None of us had time to answer him. Bill, at that moment, slew German Pete with a single blow to the head. He had a massive truncheon made of the leg of a dressing table, and his hand did not stay a moment.

Eben Nudd did not wait for the hexer’s body to fall before raising his musket rifle. It was too late, though, for Bill had run off, and I never did see him again. From the look of him & from the state he was in, he wasn’t going to last too long.

—THE STATEMENT OFALVAGRIEST

49.

We know so little about them, really,” Arkeley said. “No scientist has ever written more than a partial description. They can’t be captured and put in zoos for schoolchildren to gawk at, and they’re thankfully rare enough that no one has ever tried. We don’t understand anything about their magic, their orisons, or even how their curse works. It defies everything we do know.”

“But do you understand what you’re saying? They’re stronger than us and maybe smarter. We can barely destroy them when they do crop up. The one thing we can count on, the one real advantage we have over them, is that they get old even faster than we do. That they wither away.” Caxton thought of the old stories of vampires who remained forever young, their looks and their strength bolstered by regular access to copious amounts of blood. That was the myth, the dream every vampire tried to make come true. It was what Malvern was still living for, the hope that someday she would be fully restored, if only she could get enough blood.

Now there was evidence—the bones in the drawer, the record of Custis Benjamin, Surgeon—that maybe it was possible. Maybe it wasn’t perfect, but there was a way for vampires to live for centuries and not lose their power.

All they had to do was have somebody remove their heart from their bones and put it someplace safe.

Days, years, centuries later the heart could be returned to the body and the vampire would reanimate, almost as strong as ever, weak and hungry perhaps, but ready to hunt again.

It wasn’t quite eternal youth. But it was as close as they could get.

She thought of the way the vampire of Gettysburg— her vampire, she had come to think of him—had looked when she’d first seen him. Stringy, bad skin, limbs like sticks. His rib cage had stuck out prominently from his white flesh and his face had been hollow and depleted. That had to be what came of being denied blood for so many decades. Yet as soon as he started drinking again he had plumped out with surprising quickness.

“If you have a better answer, tell me,” Arkeley said.

Caxton fumed in silence, unwilling to give up her denial. Knowing that he was right anyway. “Okay,” she said.

“At the very least it’s a working hypothesis.”
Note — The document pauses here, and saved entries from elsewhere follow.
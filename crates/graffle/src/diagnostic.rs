//! Non-fatal problems found while rendering.
//!
//! A graphic that cannot be drawn (an unknown shape, a missing bounds string,
//! an image reference past the end of the image list) produces a
//! [`Diagnostic`] and the walk moves on to its siblings. Diagnostics are
//! collected in walk order and returned alongside the SVG.

use std::fmt;

/// Category of a [`Diagnostic`].
#[derive(Debug, Clone, Copy, PartialEq, Eq)]
pub enum DiagnosticKind {
    /// The document uses a class, shape or reference the renderer does not
    /// support.
    UnsupportedFeature,
    /// A supported graphic lacked the data needed to build its geometry.
    ShapeBuildFailure,
}

impl fmt::Display for DiagnosticKind {
    fn fmt(&self, f: &mut fmt::Formatter<'_>) -> fmt::Result {
        match self {
            DiagnosticKind::UnsupportedFeature => write!(f, "unsupported feature"),
            DiagnosticKind::ShapeBuildFailure => write!(f, "shape build failure"),
        }
    }
}

/// A non-fatal rendering problem.
#[derive(Debug, Clone, PartialEq, Eq)]
pub struct Diagnostic {
    kind: DiagnosticKind,
    message: String,
}

impl Diagnostic {
    pub fn new(kind: DiagnosticKind, message: impl Into<String>) -> Self {
        Self {
            kind,
            message: message.into(),
        }
    }

    pub fn unsupported(message: impl Into<String>) -> Self {
        Self::new(DiagnosticKind::UnsupportedFeature, message)
    }

    pub fn shape_failure(message: impl Into<String>) -> Self {
        Self::new(DiagnosticKind::ShapeBuildFailure, message)
    }

    pub fn kind(&self) -> DiagnosticKind {
        self.kind
    }

    pub fn message(&self) -> &str {
        &self.message
    }
}

impl fmt::Display for Diagnostic {
    fn fmt(&self, f: &mut fmt::Formatter<'_>) -> fmt::Result {
        write!(f, "{}: {}", self.kind, self.message)
    }
}

#[cfg(test)]
mod tests {
    use super::*;

    #[test]
    fn test_diagnostic_display() {
        let diagnostic = Diagnostic::unsupported("shape `Star`");
        assert_eq!(diagnostic.kind(), DiagnosticKind::UnsupportedFeature);
        assert_eq!(diagnostic.to_string(), "unsupported feature: shape `Star`");
    }

    #[test]
    fn test_diagnostic_shape_failure() {
        let diagnostic = Diagnostic::shape_failure("missing `Bounds`");
        assert_eq!(diagnostic.kind(), DiagnosticKind::ShapeBuildFailure);
        assert_eq!(diagnostic.message(), "missing `Bounds`");
    }
}
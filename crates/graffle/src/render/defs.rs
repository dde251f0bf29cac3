//! Shared marker and filter definitions.
//!
//! Styles reference arrowheads and the drop shadow by `url(#id)`. The
//! [`DefinitionRegistry`] records which ones were referenced during the walk
//! and materializes each of them once, in a fixed order, when the document
//! is finished.

use std::collections::BTreeSet;

use log::debug;
use svg::node::element::{
    Circle, Definitions, Filter, FilterEffectGaussianBlur, FilterEffectMerge,
    FilterEffectMergeNode, FilterEffectOffset, Marker, Path,
};

/// Stroke style of the filled arrowheads.
const ARROW_STYLE: &str = "fill-rule:evenodd;stroke:#000000;stroke-width:1.0px;marker-start:none";

/// Stroke style of the open crow's-foot and bar markers.
const OPEN_MARKER_STYLE: &str = "stroke:#000;stroke-width:1.0px;marker-start:none;fill:none;";

/// A shared definition. Variants are declared in output order.
#[derive(Debug, Clone, Copy, PartialEq, Eq, PartialOrd, Ord)]
pub enum Definition {
    /// Filled arrowhead at the end of a line.
    ForwardArrow,
    /// Filled arrowhead at the start of a line.
    BackwardArrow,
    DropShadow,
    /// Crow's foot with a ball.
    CrowBall,
    Bar,
}

impl Definition {
    /// The element id referenced from styles.
    pub fn id(self) -> &'static str {
        match self {
            Definition::ForwardArrow => "Arrow1Lend",
            Definition::BackwardArrow => "Arrow1Lstart",
            Definition::DropShadow => "DropShadow",
            Definition::CrowBall => "mCrowBall",
            Definition::Bar => "mBar",
        }
    }

    /// `url(#id)`, for use as a style value.
    pub fn url(self) -> String {
        format!("url(#{})", self.id())
    }

    fn add_to(self, defs: Definitions) -> Definitions {
        match self {
            Definition::ForwardArrow => {
                defs.add(arrow_marker(self.id(), "M -10,0.0 L -10.0,-2.0 L 0.0,0.0 L -10.0,2.0 z"))
            }
            Definition::BackwardArrow => {
                defs.add(arrow_marker(self.id(), "M 10,0.0 L 10.0,-2.0 L 0.0,0.0 L 10.0,2.0 z"))
            }
            Definition::DropShadow => defs.add(drop_shadow(self.id())),
            Definition::CrowBall => defs.add(
                open_marker(self.id(), "M 0.0,2.5 L 7.5,0.0 L 0.0,-2.5").add(
                    Circle::new()
                        .set("cx", 10)
                        .set("cy", 0)
                        .set("r", 2.5)
                        .set("style", "stroke-width:1px;stroke:#000;fill:none;"),
                ),
            ),
            Definition::Bar => defs.add(open_marker(self.id(), "M -7.5,-2.5 L -7.5,2.5")),
        }
    }
}

fn arrow_marker(id: &str, data: &str) -> Marker {
    Marker::new()
        .set("id", id)
        .set("orient", "auto")
        .set("refX", 0)
        .set("refY", 0)
        .set("style", "overflow:visible")
        .add(Path::new().set("d", data).set("style", ARROW_STYLE))
}

fn open_marker(id: &str, data: &str) -> Marker {
    Marker::new()
        .set("id", id)
        .set("orient", "auto")
        .set("refX", 0)
        .set("refY", 0)
        .set("style", "overflow:visible")
        .add(Path::new().set("d", data).set("style", OPEN_MARKER_STYLE))
}

fn drop_shadow(id: &str) -> Filter {
    Filter::new()
        .set("id", id)
        .set("filterRes", 100)
        .set("x", 0)
        .set("y", 0)
        .add(
            FilterEffectGaussianBlur::new()
                .set("stdDeviation", 3)
                .set("result", "MyBlur"),
        )
        .add(
            FilterEffectOffset::new()
                .set("in", "MyBlur")
                .set("dx", 2)
                .set("dy", 4)
                .set("result", "movedBlur"),
        )
        .add(
            FilterEffectMerge::new()
                .add(FilterEffectMergeNode::new().set("in", "movedBlur"))
                .add(FilterEffectMergeNode::new().set("in", "SourceGraphic")),
        )
}

/// The set of definitions referenced so far.
#[derive(Debug, Default)]
pub struct DefinitionRegistry {
    required: BTreeSet<Definition>,
}

impl DefinitionRegistry {
    pub fn new() -> Self {
        Self::default()
    }

    /// Records a reference. Registering the same definition again has no
    /// further effect.
    pub fn register(&mut self, definition: Definition) {
        if self.required.insert(definition) {
            debug!(id = definition.id(); "Definition required");
        }
    }

    pub fn contains(&self, definition: Definition) -> bool {
        self.required.contains(&definition)
    }

    pub fn len(&self) -> usize {
        self.required.len()
    }

    pub fn is_empty(&self) -> bool {
        self.required.is_empty()
    }

    /// Builds the `defs` section with one block per registered definition.
    pub fn materialize(&self) -> Definitions {
        self.required
            .iter()
            .fold(Definitions::new(), |defs, definition| definition.add_to(defs))
    }
}
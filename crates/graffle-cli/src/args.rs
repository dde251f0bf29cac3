//! Command-line argument definitions for graffle2svg.
//!
//! This module defines the [`Args`] structure parsed from the command line
//! using [`clap`]. Arguments control input/output paths, page selection,
//! configuration file selection, and logging verbosity.

use clap::Parser;

/// Command-line arguments for the OmniGraffle to SVG converter
#[derive(Parser, Debug)]
#[command(author, version, about, long_about = None)]
pub struct Args {
    /// Path to the input OmniGraffle document
    #[arg(help = "Path to the input .graffle file (uncompressed XML)")]
    pub input: String,

    /// Path to the output SVG file
    #[arg(short, long, default_value = "out.svg")]
    pub output: String,

    /// Zero-based sheet to convert in multi-page documents; overrides
    /// `render.page` from the configuration
    #[arg(short, long)]
    pub page: Option<usize>,

    /// Path to configuration file (TOML)
    #[arg(short, long)]
    pub config: Option<String>,

    /// Log level (off, error, warn, info, debug, trace)
    #[arg(long, default_value = "info")]
    pub log_level: String,
}
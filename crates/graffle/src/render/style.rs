//! Style overrides and font descriptors.
//!
//! OmniGraffle's `Style` mapping is translated into SVG style properties on
//! the innermost cascade scope. Arrowheads and shadows also register the
//! shared definitions they reference. `FontInfo` is resolved separately into
//! a style fragment for labels; fonts never enter the cascade.

use log::{debug, trace};

use graffle_core::{color::Color, style::StyleCascade};
use graffle_parser::{Dict, Value};

use super::defs::{Definition, DefinitionRegistry};
use crate::config::StyleConfig;

#[derive(Debug, Clone, Copy, PartialEq, Eq)]
enum LineEnd {
    Head,
    Tail,
}

impl LineEnd {
    fn property(self) -> &'static str {
        match self {
            LineEnd::Head => "marker-end",
            LineEnd::Tail => "marker-start",
        }
    }
}

/// Applies a graphic's `Style` mapping to the innermost scope of `cascade`.
pub fn apply_style(cascade: &mut StyleCascade, registry: &mut DefinitionRegistry, style: &Dict) {
    if let Some(fill) = style.get("fill").and_then(Value::as_dict) {
        if !draws(fill) {
            cascade.set("fill", "none");
        } else if let Some(color) = fill.get("Color") {
            match parse_color(color) {
                Some(color) => cascade.set("fill", color.to_string()),
                None => debug!(kind = color.kind_name(); "Ignoring unreadable fill color"),
            }
        }
    }

    if let Some(stroke) = style.get("stroke").and_then(Value::as_dict) {
        apply_stroke(cascade, registry, stroke);
    }

    if style
        .get("shadow")
        .and_then(Value::as_dict)
        .is_some_and(draws)
    {
        registry.register(Definition::DropShadow);
        cascade.set("filter", Definition::DropShadow.url());
    }
}

fn apply_stroke(cascade: &mut StyleCascade, registry: &mut DefinitionRegistry, stroke: &Dict) {
    if draws(stroke) {
        let color = stroke
            .get("Color")
            .and_then(parse_color)
            .unwrap_or_else(Color::black);
        cascade.set("stroke", color.to_string());
    } else {
        cascade.set("stroke", "none");
    }

    if let Some(head) = stroke.get("HeadArrow") {
        apply_arrow(cascade, registry, LineEnd::Head, head);
    }
    if let Some(tail) = stroke.get("TailArrow") {
        apply_arrow(cascade, registry, LineEnd::Tail, tail);
    }

    if let Some(width) = stroke.get("Width").and_then(Value::as_f64) {
        cascade.set("stroke-width", format!("{width:.6}px"));
    }

    match stroke.get("Pattern").and_then(Value::as_i64) {
        Some(1) => cascade.set("stroke-dasharray", "3 3"),
        Some(2) => cascade.set("stroke-dasharray", "5 5"),
        _ => {}
    }
}

fn apply_arrow(
    cascade: &mut StyleCascade,
    registry: &mut DefinitionRegistry,
    end: LineEnd,
    value: &Value,
) {
    let name = match value {
        Value::String(name) => name.as_str(),
        Value::Integer(0) => "0",
        _ => return,
    };

    let definition = match (name, end) {
        ("FilledArrow", LineEnd::Head) => Definition::ForwardArrow,
        ("FilledArrow", LineEnd::Tail) => Definition::BackwardArrow,
        ("Bar", _) => Definition::Bar,
        ("CrowBall", _) => Definition::CrowBall,
        ("0", _) => {
            cascade.set(end.property(), "none");
            return;
        }
        _ => {
            trace!(arrow = name, end:?; "Ignoring unsupported arrowhead");
            return;
        }
    };

    registry.register(definition);
    cascade.set(end.property(), definition.url());
}

/// Whether a fill, stroke or shadow mapping is drawn. Only an explicit
/// `Draws = NO` turns it off.
fn draws(dict: &Dict) -> bool {
    match dict.get("Draws") {
        Some(Value::String(draws)) => draws != "NO",
        Some(Value::Bool(draws)) => *draws,
        _ => true,
    }
}

/// Decodes a color mapping with `r`, `g`, `b` channels, or a grayscale `w`
/// channel when none of those is present. Missing channels count as zero.
///
/// Returns `None` when `value` is not a mapping.
pub fn parse_color(value: &Value) -> Option<Color> {
    let dict = value.as_dict()?;
    let channel = |key: &str| dict.get(key).and_then(Value::as_f32);

    let (r, g, b) = (channel("r"), channel("g"), channel("b"));
    if r.is_none() && g.is_none() && b.is_none() {
        if let Some(white) = channel("w") {
            return Some(Color::gray(white));
        }
    }

    Some(Color::new(
        r.unwrap_or(0.0),
        g.unwrap_or(0.0),
        b.unwrap_or(0.0),
    ))
}

/// Resolves a `FontInfo` mapping into a label style fragment, e.g.
/// `fill:#ff0000;font-family:Luxi Sans;font-size:12px`.
///
/// Returns `None` when the graphic has no font.
pub fn resolve_font(font: Option<&Dict>, style: &StyleConfig) -> Option<String> {
    let font = font?;
    let mut parts = Vec::new();

    if let Some(color) = font.get("Color") {
        let hex = parse_color(color).unwrap_or_else(Color::black).to_hex();
        parts.push(format!("fill:#{hex}"));
    }

    if let Some(family) = font.get("Font").and_then(Value::as_str) {
        parts.push(format!("font-family:{}", style.substitute_font(family)));
    }

    if let Some(size) = font.get("Size").and_then(Value::as_f64) {
        parts.push(format!("font-size:{}px", size.trunc() as i64));
    }

    Some(parts.join(";"))
}
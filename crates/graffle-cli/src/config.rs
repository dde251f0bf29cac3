//! Configuration file loading for the CLI
//!
//! This module handles finding and loading TOML configuration files
//! from various locations (explicit path, local directory, system directory).

use std::{
    fs, io,
    path::{Path, PathBuf},
};

use directories::ProjectDirs;
use log::{debug, info};
use thiserror::Error;

use graffle::config::AppConfig;

/// Configuration-related errors for CLI
#[derive(Debug, Error)]
pub enum ConfigError {
    #[error("Failed to parse TOML configuration: {0}")]
    Parse(String),

    #[error("Missing configuration file: {0}")]
    MissingFile(PathBuf),

    #[error("Failed to read configuration file: {0}")]
    Read(#[from] io::Error),

    #[error("Validation error: {0}")]
    Validation(String),
}

/// Find and load configuration from various locations
///
/// Search order:
/// 1. Explicit path if provided
/// 2. Local project directory (graffle2svg/config.toml)
/// 3. Platform-specific config directory
/// 4. Default config if none found
///
/// # Errors
///
/// Returns error if:
/// - Explicit path is provided but file doesn't exist
/// - Config file exists but cannot be parsed
/// - Config values are out of range
pub fn load_config(explicit_path: Option<impl AsRef<Path>>) -> Result<AppConfig, ConfigError> {
    if let Some(path) = explicit_path {
        let path = path.as_ref();
        info!(path = path.display().to_string(); "Loading configuration from explicit path");
        return load_config_file(path);
    }

    let local_config = Path::new("graffle2svg/config.toml");
    if local_config.exists() {
        info!(path = local_config.display().to_string(); "Loading configuration from local path");
        return load_config_file(local_config);
    }

    if let Some(proj_dirs) = ProjectDirs::from("org", "graffle2svg", "graffle2svg") {
        let system_config = proj_dirs.config_dir().join("config.toml");

        if system_config.exists() {
            info!(
                path = system_config.display().to_string();
                "Loading configuration from system path"
            );
            return load_config_file(system_config);
        }

        debug!(path = system_config.display().to_string(); "System configuration file not found");
    } else {
        debug!("Could not determine platform-specific config directory");
    }

    debug!("No configuration file found, using default configuration");
    Ok(AppConfig::default())
}

/// Load and validate configuration from a TOML file
fn load_config_file(path: impl AsRef<Path>) -> Result<AppConfig, ConfigError> {
    let path = path.as_ref();

    if !path.exists() {
        return Err(ConfigError::MissingFile(path.to_path_buf()));
    }

    let content = fs::read_to_string(path)?;
    let config: AppConfig =
        toml::from_str(&content).map_err(|e| ConfigError::Parse(e.to_string()))?;

    validate(&config)?;
    Ok(config)
}

fn validate(config: &AppConfig) -> Result<(), ConfigError> {
    let render = config.render();
    if render.max_depth() == 0 {
        return Err(ConfigError::Validation(
            "render.max_depth must be at least 1".to_string(),
        ));
    }
    if !render.line_height().is_finite() || render.line_height() <= 0.0 {
        return Err(ConfigError::Validation(format!(
            "render.line_height must be a positive number, got {}",
            render.line_height()
        )));
    }
    Ok(())
}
“Okay!” she said again. She handed him the photocopy and he tucked it in his pocket. Caxton ran her fingers through her hair, her elbows out. Slowly she turned away from him. Exhaustion and fear caught up with her as if she’d been running down a dark corridor and smacked right into a wall she couldn’t see. “I just—I can’t—they’re too strong already! They’re too good at what they do. Now they have this power too. I guess they had it all along, but we were so in the dark we didn’t even realize it. We can’t keep up with them. I can’t keep up with them.” She started walking out of the room. Away from him, from the bones. She didn’t want to see any more skeletons, didn’t want to be around them. Ever again. “I can’t do this,” she said.